● Directions for this task
From the line with "fn convert_to_steps(&mut self, body: NodeId)" through the line with "let items: Vec<NodeId> = self", repeat the entries verbatim, both end lines included, and add nothing.

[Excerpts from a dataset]

══════════════════════════════

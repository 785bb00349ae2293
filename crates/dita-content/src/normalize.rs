//! Classification and structural normalization
//!
//! `classify` inspects an unmodified legacy body. `normalize_to` drives a tree
//! to the canonical shape of a type and is idempotent: running it on its own
//! output reports [`NormalizeOutcome::AlreadyCanonical`] and changes nothing.
//! Structural preconditions are checked before the first mutation, so a
//! [`StructureError`] always leaves the tree untouched.

use once_cell::sync::Lazy;
use regex::Regex;

use crate::error::StructureError;
use crate::kind::{TopicType, SPACER_TEXT};
use crate::tree::{DocumentTree, Node, NodeId};
use crate::xml::DEFAULT_PROLOG;

/// Title given to legal notices
pub const LEGAL_TITLE: &str = "Legal information";

/// Short description given to document detail pages
pub const DOCUMENT_DETAILS: &str = "Document details";

static ENUMERATOR: Lazy<Regex> =
    Lazy::new(|| Regex::new(r"^\s*\d+\.\s").expect("enumerator pattern is valid"));

/// Result of a successful normalization
#[derive(Debug, Clone, Copy, PartialEq, Eq)]
pub enum NormalizeOutcome {
    /// The tree was rewritten
    Normalized,
    /// The tree already had the canonical shape
    AlreadyCanonical,
}

impl NormalizeOutcome {
    /// True when the tree must be written back
    #[inline]
    #[must_use]
    pub fn is_changed(self) -> bool {
        self == Self::Normalized
    }
}

impl DocumentTree {
    /// Infer a type from the legacy body.
    ///
    /// Never yields `LegalInfo`; that type is only reached via outputclass.
    #[must_use]
    pub fn classify(&self) -> TopicType {
        let root = self.root();
        if !self.elements_by_tag(root, "ol").is_empty() || !self.enumerated_paragraphs(root).is_empty() {
            TopicType::Task
        } else if !self.elements_by_tag(root, "table").is_empty()
            || !self.elements_by_tag(root, "simpletable").is_empty()
        {
            TopicType::Reference
        } else {
            TopicType::Concept
        }
    }

    /// Paragraphs whose leading text starts with `<n>. `, with the byte
    /// length of that enumerator
    fn enumerated_paragraphs(&self, scope: NodeId) -> Vec<(NodeId, usize)> {
        self.elements_by_tag(scope, "p")
            .into_iter()
            .filter_map(|p| {
                let first = *self.children(p).first()?;
                let text = match self.node(first) {
                    Node::Text(text) => text,
                    _ => return None,
                };
                ENUMERATOR.find(text).map(|m| (p, m.end()))
            })
            .collect()
    }

    /// Ordered lists not nested in another ordered list
    fn top_level_lists(&self, scope: NodeId) -> Vec<NodeId> {
        let mut lists = Vec::new();
        let mut stack: Vec<NodeId> = self.child_elements(scope).collect();
        stack.reverse();
        while let Some(current) = stack.pop() {
            if self.is_element(current, "ol") {
                lists.push(current);
                continue;
            }
            let mut children: Vec<NodeId> = self.child_elements(current).collect();
            children.reverse();
            stack.extend(children);
        }
        lists
    }

    fn has_steps(&self, scope: NodeId) -> bool {
        self.subtree_elements(scope)
            .into_iter()
            .any(|el| self.is_element(el, "steps") || self.is_element(el, "steps-unordered"))
    }

    /// Drive the tree to the canonical shape of `kind`
    pub fn normalize_to(&mut self, kind: TopicType) -> Result<NormalizeOutcome, StructureError> {
        let (Some(root_tag), Some(body_tag)) = (kind.root_tag(), kind.body_tag()) else {
            return Err(StructureError::Unclassified);
        };
        let root = self.root();
        let body = self
            .find_child(root, body_tag)
            .or_else(|| self.find_child(root, "body"))
            .ok_or_else(|| StructureError::MissingBody {
                root: self.tag(root).unwrap_or_default().to_string(),
                expected: body_tag.to_string(),
            })?;
        if kind == TopicType::Task
            && !self.has_steps(body)
            && self.top_level_lists(body).is_empty()
            && self.enumerated_paragraphs(body).is_empty()
        {
            return Err(StructureError::NoSteps);
        }

        let mut changed = false;
        if !self.is_element(root, root_tag) {
            self.set_tag(root, root_tag);
            changed = true;
        }
        if !self.is_element(body, body_tag) {
            self.set_tag(body, body_tag);
            changed = true;
        }
        if self.outputclass().and_then(TopicType::from_outputclass) != Some(kind) {
            if let Some(marker) = kind.outputclass(false) {
                self.set_outputclass(marker);
                changed = true;
            }
        }
        if let Some(doctype) = kind.doctype() {
            if !self.header().contains(&format!("<!DOCTYPE {root_tag} ")) {
                self.set_header(format!("{DEFAULT_PROLOG}{doctype}\n"));
                changed = true;
            }
        }
        changed |= self.ensure_title();
        changed |= self.ensure_short_description();

        match kind {
            TopicType::Task => changed |= self.convert_to_steps(body),
            TopicType::Reference | TopicType::LegalInfo => {
                changed |= self.wrap_in_section(body);
                changed |= self.add_spacer_after_table();
            }
            TopicType::Concept | TopicType::Unclassified => {}
        }

        if changed {
            self.rebuild_parent_index();
            tracing::debug!("Normalized to {}", kind);
            Ok(NormalizeOutcome::Normalized)
        } else {
            Ok(NormalizeOutcome::AlreadyCanonical)
        }
    }

    fn convert_to_steps(&mut self, body: NodeId) -> bool {
        if self.has_steps(body) {
            return false;
        }
        let lists = self.top_level_lists(body);
        if !lists.is_empty() {
            for list in lists {
                self.set_tag(list, "steps");
                let items: Vec<NodeId> = self
                    .child_elements(list)
                    .filter(|item| self.is_element(*item, "li"))
                    .collect();
                for item in items {
                    self.convert_to_step(item);
                }
            }
            return true;
        }

        let paragraphs = self.enumerated_paragraphs(body);
        let Some((first, _)) = paragraphs.first().copied() else {
            return false;
        };
        let container = self.create_element("steps");
        self.insert_before(first, container);
        for (paragraph, enumerator) in paragraphs {
            self.strip_leading_text(paragraph, enumerator);
            self.convert_to_step(paragraph);
            self.append_child(container, paragraph);
        }
        true
    }

    /// Turn an element into a `step` whose former content sits in a `cmd`
    fn convert_to_step(&mut self, item: NodeId) {
        self.set_tag(item, "step");
        let content = self.take_children(item);
        let cmd = self.create_element("cmd");
        for node in content {
            self.append_child(cmd, node);
        }
        self.append_child(item, cmd);
    }

    fn wrap_in_section(&mut self, body: NodeId) -> bool {
        if self.find_child(body, "section").is_some() {
            return false;
        }
        let has_content = self.child_elements(body).next().is_some()
            || !self.text_content(body).trim().is_empty();
        if !has_content {
            return false;
        }
        let section = self.create_element("section");
        for node in self.take_children(body) {
            self.append_child(section, node);
        }
        self.append_child(body, section);
        true
    }

    /// Place a spacer paragraph directly after the first table, unless one
    /// is already there. Returns whether the tree changed.
    pub fn add_spacer_after_table(&mut self) -> bool {
        let Some(table) = self
            .subtree_elements(self.root())
            .into_iter()
            .find(|el| self.is_element(*el, "table") || self.is_element(*el, "simpletable"))
        else {
            return false;
        };
        let already_spaced = self
            .next_element_sibling(table)
            .is_some_and(|next| self.is_element(next, "p") && self.text_content(next) == SPACER_TEXT);
        if already_spaced {
            return false;
        }
        let spacer = self.create_text_element("p", SPACER_TEXT);
        self.insert_after(table, spacer);
        true
    }

    /// Give a legal notice its fixed title and move the copyright statement
    /// into the short description. Returns whether the tree changed.
    pub fn synthesize_legal_title(&mut self) -> bool {
        let mut changed = false;
        if self.title().as_deref() != Some(LEGAL_TITLE) {
            self.write_title(LEGAL_TITLE);
            changed = true;
        }
        changed |= self.ensure_short_description();
        if let Some((paragraph, statement)) = self.copyright_statement() {
            if self.short_description().as_deref() != Some(statement.as_str()) {
                self.write_short_description(&statement);
            }
            self.detach(paragraph);
            changed = true;
        }
        changed
    }

    /// First paragraph mentioning `Copyright` inside a copyright element
    fn copyright_statement(&self) -> Option<(NodeId, String)> {
        self.subtree_elements(self.root())
            .into_iter()
            .filter(|el| self.attribute(*el, "outputclass") == Some("copyright"))
            .flat_map(|el| self.elements_by_tag(el, "p"))
            .map(|p| (p, self.text_content(p).trim().to_string()))
            .find(|(_, text)| text.contains("Copyright"))
    }

    /// Document detail pages (first `ph` is the `DocTitle` variable) get a
    /// fixed short description when theirs is missing. Returns whether the
    /// tree changed.
    pub fn fill_document_details(&mut self) -> bool {
        let is_details_page = self
            .elements_by_tag(self.root(), "ph")
            .first()
            .is_some_and(|ph| self.attribute(*ph, "varref") == Some("DocTitle"));
        if !is_details_page || !self.short_description().is_missing() {
            return false;
        }
        self.write_short_description(DOCUMENT_DETAILS);
        self.add_spacer_after_table();
        true
    }
}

══════════════════════════════

● Response to the exercise
    fn convert_to_steps(&mut self, body: NodeId) -> bool {
        if self.has_steps(body) {
            return false;
        }
        let lists = self.top_level_lists(body);
        if !lists.is_empty() {
            for list in lists {
                self.set_tag(list, "steps");
                let items: Vec<NodeId> = self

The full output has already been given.